### WORK ITEM
Every line of the material below that contains the string "totalCredits" must appear in the answer.
- Opening Delimiter -
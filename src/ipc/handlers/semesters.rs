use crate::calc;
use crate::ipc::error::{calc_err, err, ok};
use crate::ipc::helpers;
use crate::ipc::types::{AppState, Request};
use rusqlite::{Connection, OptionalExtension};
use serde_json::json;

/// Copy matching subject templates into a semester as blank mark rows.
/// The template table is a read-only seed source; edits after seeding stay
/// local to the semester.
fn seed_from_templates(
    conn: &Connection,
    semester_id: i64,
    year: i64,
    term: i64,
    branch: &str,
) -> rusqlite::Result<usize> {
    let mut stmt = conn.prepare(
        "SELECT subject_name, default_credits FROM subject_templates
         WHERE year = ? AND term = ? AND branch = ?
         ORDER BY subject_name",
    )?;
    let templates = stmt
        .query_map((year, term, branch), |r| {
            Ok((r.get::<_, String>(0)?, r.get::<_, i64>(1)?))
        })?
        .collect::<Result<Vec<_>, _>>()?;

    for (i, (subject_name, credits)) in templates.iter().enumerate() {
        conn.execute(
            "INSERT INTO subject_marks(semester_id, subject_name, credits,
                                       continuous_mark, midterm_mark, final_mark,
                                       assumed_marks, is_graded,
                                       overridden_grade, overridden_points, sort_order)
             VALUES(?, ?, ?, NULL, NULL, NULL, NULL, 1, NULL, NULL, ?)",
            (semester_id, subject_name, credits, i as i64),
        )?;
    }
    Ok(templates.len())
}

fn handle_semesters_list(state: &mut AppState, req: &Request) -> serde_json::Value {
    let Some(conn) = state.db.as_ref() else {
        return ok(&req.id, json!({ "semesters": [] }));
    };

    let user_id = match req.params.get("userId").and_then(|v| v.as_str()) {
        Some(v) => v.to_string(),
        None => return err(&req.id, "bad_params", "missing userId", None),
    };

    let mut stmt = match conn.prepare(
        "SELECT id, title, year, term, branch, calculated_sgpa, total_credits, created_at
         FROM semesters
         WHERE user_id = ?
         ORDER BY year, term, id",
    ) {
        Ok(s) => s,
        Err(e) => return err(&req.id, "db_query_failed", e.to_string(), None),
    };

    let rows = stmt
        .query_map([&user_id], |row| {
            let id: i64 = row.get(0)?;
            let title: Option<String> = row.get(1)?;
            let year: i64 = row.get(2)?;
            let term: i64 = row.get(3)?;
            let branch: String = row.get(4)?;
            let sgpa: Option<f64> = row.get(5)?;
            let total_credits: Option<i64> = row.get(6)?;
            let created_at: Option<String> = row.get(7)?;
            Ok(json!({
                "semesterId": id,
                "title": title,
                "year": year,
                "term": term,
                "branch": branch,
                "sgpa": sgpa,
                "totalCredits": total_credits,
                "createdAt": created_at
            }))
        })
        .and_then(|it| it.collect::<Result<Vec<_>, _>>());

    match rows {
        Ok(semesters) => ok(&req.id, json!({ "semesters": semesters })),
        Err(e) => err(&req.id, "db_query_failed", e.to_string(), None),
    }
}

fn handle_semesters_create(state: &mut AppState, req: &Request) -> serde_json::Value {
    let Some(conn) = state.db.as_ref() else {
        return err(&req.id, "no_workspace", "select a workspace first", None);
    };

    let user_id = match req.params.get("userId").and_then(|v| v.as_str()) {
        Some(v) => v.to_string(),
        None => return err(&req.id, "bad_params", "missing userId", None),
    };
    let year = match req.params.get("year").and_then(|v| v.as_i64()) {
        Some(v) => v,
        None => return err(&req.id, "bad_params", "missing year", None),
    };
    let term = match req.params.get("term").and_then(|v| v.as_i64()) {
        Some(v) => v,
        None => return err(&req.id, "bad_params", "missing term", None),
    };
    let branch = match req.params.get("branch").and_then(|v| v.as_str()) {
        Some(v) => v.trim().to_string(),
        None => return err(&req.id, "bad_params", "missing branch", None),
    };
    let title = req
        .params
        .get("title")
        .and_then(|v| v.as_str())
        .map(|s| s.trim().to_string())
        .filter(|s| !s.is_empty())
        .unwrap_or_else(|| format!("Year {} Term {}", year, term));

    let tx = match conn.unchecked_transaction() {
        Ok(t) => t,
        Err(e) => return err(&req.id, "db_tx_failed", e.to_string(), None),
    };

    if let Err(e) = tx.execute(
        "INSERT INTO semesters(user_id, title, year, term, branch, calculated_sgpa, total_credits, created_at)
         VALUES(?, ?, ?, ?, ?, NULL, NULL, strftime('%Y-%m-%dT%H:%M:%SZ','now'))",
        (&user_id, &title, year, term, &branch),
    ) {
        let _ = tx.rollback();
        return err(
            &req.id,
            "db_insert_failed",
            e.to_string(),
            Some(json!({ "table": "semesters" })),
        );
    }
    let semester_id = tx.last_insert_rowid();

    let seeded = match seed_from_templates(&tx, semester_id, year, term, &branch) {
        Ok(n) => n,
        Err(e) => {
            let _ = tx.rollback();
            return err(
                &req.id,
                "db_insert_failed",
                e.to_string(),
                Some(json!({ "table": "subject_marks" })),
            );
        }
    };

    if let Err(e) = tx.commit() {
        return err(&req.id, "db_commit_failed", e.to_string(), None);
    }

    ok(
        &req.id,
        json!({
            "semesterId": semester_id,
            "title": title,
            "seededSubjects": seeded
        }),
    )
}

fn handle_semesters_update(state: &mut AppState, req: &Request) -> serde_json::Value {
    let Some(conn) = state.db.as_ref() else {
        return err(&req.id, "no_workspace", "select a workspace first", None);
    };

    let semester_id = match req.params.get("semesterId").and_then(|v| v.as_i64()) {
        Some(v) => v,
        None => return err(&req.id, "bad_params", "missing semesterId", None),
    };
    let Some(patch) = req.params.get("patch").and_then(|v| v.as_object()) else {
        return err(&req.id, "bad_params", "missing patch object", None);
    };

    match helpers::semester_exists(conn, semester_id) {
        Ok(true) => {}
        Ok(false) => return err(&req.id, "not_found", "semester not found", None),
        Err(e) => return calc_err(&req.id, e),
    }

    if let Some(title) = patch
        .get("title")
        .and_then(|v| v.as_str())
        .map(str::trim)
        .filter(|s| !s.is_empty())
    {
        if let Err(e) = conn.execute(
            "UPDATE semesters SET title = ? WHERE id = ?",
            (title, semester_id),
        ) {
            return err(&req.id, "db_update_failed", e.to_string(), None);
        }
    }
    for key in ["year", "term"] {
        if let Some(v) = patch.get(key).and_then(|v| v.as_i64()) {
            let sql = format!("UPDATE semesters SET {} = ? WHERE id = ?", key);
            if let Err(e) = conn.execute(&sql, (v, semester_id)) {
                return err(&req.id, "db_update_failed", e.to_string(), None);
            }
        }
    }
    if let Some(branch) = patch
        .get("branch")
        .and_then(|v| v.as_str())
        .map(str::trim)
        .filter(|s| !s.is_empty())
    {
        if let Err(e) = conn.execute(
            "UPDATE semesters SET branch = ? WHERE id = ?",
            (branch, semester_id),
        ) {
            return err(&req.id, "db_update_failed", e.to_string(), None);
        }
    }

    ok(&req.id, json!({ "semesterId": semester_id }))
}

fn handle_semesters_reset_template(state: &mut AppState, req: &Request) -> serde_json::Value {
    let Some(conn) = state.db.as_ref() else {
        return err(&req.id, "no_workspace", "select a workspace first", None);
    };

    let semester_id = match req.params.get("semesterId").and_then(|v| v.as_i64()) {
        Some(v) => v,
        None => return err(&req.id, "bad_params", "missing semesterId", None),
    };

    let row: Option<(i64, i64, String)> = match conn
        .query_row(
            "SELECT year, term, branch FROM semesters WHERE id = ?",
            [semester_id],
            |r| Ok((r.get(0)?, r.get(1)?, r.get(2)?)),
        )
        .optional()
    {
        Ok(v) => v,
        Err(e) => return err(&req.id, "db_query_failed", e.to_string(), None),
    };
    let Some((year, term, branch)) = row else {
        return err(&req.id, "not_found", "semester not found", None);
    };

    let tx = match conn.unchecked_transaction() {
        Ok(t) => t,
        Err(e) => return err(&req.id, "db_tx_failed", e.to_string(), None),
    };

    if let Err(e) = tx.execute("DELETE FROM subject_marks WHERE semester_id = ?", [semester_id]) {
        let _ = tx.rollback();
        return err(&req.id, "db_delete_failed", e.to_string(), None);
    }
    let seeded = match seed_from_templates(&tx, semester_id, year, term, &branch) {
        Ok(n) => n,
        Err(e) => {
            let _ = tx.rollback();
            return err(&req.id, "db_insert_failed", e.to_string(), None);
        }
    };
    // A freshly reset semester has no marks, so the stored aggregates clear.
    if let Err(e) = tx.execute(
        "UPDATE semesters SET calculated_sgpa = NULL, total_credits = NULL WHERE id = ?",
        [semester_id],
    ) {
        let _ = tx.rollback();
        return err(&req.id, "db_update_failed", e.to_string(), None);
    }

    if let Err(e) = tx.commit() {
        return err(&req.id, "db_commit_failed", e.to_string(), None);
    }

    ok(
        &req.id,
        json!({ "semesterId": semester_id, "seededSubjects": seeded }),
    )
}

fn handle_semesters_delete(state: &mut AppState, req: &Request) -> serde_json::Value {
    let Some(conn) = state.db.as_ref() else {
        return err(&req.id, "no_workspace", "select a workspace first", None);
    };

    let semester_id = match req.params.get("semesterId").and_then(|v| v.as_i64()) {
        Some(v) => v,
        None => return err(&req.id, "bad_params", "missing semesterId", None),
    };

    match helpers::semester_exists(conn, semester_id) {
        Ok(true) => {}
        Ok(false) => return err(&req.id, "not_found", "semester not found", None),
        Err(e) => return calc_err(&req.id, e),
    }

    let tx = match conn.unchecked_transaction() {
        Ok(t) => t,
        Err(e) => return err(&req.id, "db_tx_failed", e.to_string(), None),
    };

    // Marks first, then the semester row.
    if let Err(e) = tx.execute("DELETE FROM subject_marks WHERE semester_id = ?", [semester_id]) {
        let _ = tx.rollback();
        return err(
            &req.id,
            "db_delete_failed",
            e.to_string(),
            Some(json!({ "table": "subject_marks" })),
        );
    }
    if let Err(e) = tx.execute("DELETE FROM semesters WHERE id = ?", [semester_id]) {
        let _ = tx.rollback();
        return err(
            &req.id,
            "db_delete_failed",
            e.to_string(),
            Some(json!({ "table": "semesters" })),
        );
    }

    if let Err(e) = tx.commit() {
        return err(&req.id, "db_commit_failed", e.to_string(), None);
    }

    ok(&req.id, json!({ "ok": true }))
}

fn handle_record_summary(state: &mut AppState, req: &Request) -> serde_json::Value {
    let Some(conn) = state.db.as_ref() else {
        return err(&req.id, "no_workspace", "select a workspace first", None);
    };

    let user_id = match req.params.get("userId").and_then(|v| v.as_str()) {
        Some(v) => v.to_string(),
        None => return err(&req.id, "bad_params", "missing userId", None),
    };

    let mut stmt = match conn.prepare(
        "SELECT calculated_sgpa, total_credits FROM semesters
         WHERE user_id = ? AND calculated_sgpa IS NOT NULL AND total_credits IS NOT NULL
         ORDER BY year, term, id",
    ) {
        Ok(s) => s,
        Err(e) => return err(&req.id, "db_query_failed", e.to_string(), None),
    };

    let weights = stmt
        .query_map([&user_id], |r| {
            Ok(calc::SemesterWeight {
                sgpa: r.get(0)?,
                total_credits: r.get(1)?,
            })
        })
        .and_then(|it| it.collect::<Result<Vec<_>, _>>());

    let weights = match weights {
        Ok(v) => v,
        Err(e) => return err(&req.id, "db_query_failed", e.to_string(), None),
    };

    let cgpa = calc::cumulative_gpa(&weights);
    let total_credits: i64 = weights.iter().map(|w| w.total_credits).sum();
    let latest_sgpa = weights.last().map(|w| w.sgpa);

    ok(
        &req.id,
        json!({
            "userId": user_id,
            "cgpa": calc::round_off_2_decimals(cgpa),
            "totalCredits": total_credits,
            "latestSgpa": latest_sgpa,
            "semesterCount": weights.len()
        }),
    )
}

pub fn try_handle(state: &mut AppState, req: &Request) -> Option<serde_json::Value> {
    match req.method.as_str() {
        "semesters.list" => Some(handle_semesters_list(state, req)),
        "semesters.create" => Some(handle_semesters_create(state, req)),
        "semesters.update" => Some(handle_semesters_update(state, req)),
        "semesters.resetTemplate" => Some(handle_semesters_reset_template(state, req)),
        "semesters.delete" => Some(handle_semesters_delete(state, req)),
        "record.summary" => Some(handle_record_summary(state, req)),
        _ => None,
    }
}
- Closing Delimiter -
### TASK RESPONSE
                "totalCredits": total_credits,
            "totalCredits": total_credits,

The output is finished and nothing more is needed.